Required action :: Set down exactly the lines below between the line holding "use log::debug;" and the line holding "with an entry.", inclusive; no other line belongs in the answer.

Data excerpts
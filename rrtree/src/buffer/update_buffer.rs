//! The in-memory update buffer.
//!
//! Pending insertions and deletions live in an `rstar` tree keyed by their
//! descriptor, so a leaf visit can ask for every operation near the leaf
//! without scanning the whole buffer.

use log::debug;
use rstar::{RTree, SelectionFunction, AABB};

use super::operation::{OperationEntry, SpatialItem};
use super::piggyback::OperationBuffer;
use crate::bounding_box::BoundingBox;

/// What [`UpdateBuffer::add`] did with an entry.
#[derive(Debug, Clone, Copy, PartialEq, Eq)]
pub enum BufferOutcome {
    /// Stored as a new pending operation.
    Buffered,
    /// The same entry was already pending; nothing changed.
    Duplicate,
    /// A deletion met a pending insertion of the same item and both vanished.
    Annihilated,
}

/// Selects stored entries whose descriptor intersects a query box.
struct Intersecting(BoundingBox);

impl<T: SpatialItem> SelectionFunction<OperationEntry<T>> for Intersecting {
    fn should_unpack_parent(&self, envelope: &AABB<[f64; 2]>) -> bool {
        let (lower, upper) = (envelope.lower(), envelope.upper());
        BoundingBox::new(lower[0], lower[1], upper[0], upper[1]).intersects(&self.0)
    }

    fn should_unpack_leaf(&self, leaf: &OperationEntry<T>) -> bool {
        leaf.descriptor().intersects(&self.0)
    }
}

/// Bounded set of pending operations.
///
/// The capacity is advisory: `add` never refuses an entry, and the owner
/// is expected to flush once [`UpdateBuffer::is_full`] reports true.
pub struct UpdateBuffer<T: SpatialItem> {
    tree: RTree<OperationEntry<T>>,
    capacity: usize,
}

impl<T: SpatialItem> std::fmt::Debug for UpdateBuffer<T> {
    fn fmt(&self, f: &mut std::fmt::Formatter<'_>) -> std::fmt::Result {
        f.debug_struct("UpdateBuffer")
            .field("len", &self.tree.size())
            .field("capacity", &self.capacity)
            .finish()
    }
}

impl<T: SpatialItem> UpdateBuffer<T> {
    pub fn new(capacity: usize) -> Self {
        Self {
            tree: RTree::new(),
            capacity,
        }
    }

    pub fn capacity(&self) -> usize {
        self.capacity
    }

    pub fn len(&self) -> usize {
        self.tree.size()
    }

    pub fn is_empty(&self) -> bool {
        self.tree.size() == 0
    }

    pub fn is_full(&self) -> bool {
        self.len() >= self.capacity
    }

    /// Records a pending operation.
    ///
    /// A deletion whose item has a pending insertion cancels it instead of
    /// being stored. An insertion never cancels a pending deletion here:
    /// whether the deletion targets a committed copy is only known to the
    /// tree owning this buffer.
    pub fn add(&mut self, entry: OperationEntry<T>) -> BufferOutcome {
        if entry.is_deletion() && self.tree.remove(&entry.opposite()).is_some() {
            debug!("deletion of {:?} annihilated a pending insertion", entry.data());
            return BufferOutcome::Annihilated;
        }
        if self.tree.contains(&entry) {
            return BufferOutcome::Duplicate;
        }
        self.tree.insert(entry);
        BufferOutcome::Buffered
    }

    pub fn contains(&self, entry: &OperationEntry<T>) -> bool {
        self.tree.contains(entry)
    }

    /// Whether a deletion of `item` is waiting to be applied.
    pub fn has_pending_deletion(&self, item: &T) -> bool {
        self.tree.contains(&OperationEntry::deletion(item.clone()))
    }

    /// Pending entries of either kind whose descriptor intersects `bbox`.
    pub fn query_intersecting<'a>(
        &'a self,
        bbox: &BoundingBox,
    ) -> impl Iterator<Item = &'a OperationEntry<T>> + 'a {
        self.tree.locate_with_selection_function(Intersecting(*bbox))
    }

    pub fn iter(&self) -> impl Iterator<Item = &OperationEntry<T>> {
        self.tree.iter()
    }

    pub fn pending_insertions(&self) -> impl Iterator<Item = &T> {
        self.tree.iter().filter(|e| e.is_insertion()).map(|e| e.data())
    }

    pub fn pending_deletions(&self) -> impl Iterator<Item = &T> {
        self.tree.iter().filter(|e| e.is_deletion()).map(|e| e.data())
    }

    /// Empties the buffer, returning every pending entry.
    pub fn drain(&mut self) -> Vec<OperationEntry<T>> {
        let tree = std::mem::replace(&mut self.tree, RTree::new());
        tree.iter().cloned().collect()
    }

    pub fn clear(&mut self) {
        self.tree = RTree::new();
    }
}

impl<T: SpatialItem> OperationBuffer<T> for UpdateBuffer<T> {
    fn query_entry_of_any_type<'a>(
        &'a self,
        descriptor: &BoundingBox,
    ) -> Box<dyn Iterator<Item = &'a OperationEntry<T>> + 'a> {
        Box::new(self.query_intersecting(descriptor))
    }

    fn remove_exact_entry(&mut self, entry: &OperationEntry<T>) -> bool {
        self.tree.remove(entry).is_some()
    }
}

Task response ::
use log::debug;
use rstar::{RTree, SelectionFunction, AABB};

use super::operation::{OperationEntry, SpatialItem};
use super::piggyback::OperationBuffer;
use crate::bounding_box::BoundingBox;

/// What [`UpdateBuffer::add`] did with an entry.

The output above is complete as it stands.